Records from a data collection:
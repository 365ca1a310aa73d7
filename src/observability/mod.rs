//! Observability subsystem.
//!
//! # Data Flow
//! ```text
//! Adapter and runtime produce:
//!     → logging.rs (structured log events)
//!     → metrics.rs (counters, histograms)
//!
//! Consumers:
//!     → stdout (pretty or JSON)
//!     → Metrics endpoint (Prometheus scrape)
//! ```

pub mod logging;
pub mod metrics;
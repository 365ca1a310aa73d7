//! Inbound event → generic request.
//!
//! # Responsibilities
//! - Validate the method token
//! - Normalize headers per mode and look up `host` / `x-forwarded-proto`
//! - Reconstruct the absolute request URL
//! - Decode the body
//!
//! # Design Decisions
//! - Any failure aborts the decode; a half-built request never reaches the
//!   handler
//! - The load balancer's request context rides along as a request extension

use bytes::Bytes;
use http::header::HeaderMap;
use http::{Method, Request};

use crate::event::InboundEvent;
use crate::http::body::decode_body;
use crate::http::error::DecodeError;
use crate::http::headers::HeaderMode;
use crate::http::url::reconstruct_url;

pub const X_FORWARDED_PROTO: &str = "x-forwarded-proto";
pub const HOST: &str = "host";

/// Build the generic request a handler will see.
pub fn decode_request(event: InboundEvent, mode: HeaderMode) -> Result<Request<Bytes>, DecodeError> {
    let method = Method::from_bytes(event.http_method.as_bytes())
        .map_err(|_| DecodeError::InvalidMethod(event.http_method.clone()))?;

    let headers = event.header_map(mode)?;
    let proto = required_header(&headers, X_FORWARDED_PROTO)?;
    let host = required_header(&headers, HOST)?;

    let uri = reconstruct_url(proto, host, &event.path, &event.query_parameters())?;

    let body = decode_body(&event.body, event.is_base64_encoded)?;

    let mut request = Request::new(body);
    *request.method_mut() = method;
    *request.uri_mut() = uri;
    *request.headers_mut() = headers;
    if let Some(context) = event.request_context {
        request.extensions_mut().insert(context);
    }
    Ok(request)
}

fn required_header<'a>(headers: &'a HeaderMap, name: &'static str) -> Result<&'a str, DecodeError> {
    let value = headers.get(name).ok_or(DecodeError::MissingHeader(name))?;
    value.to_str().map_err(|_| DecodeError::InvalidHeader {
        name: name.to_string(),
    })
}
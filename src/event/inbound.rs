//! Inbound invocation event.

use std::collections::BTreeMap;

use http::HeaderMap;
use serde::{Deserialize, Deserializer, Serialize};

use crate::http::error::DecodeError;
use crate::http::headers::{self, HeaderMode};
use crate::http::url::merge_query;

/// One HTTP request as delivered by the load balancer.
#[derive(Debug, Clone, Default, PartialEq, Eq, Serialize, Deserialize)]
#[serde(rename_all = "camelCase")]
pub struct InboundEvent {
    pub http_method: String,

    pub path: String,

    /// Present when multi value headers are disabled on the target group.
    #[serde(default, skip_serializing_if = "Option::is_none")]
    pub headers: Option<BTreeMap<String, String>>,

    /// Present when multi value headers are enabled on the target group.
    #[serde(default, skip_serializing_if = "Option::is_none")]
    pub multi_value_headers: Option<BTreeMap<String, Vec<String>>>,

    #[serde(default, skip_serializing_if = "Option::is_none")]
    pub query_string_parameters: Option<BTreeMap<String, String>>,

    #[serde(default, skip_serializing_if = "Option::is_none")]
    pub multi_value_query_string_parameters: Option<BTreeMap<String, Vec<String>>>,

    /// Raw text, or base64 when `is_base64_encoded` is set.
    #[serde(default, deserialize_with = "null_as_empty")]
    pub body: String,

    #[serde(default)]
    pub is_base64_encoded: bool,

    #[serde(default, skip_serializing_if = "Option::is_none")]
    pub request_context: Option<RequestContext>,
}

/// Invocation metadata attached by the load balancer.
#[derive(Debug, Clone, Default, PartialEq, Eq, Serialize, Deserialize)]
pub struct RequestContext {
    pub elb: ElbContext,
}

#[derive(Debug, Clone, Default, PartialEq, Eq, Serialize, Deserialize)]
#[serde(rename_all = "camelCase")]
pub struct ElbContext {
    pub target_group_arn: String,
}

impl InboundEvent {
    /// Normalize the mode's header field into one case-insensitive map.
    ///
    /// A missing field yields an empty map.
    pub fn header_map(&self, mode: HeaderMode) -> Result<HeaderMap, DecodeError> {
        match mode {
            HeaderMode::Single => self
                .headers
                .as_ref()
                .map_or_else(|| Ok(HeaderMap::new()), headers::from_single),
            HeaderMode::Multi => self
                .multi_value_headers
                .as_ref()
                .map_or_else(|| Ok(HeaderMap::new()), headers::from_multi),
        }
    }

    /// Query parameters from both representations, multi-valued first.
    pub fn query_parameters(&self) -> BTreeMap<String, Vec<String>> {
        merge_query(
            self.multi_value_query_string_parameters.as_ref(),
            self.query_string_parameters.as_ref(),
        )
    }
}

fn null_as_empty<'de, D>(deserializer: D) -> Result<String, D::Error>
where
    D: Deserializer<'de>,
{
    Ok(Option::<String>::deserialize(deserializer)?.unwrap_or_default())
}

> **What the task asks**:
Show the lines of the records above that mention "host".

> **Exercise output**:
//! - Normalize headers per mode and look up `host` / `x-forwarded-proto`
pub const HOST: &str = "host";
    let host = required_header(&headers, HOST)?;
    let uri = reconstruct_url(proto, host, &event.path, &event.query_parameters())?;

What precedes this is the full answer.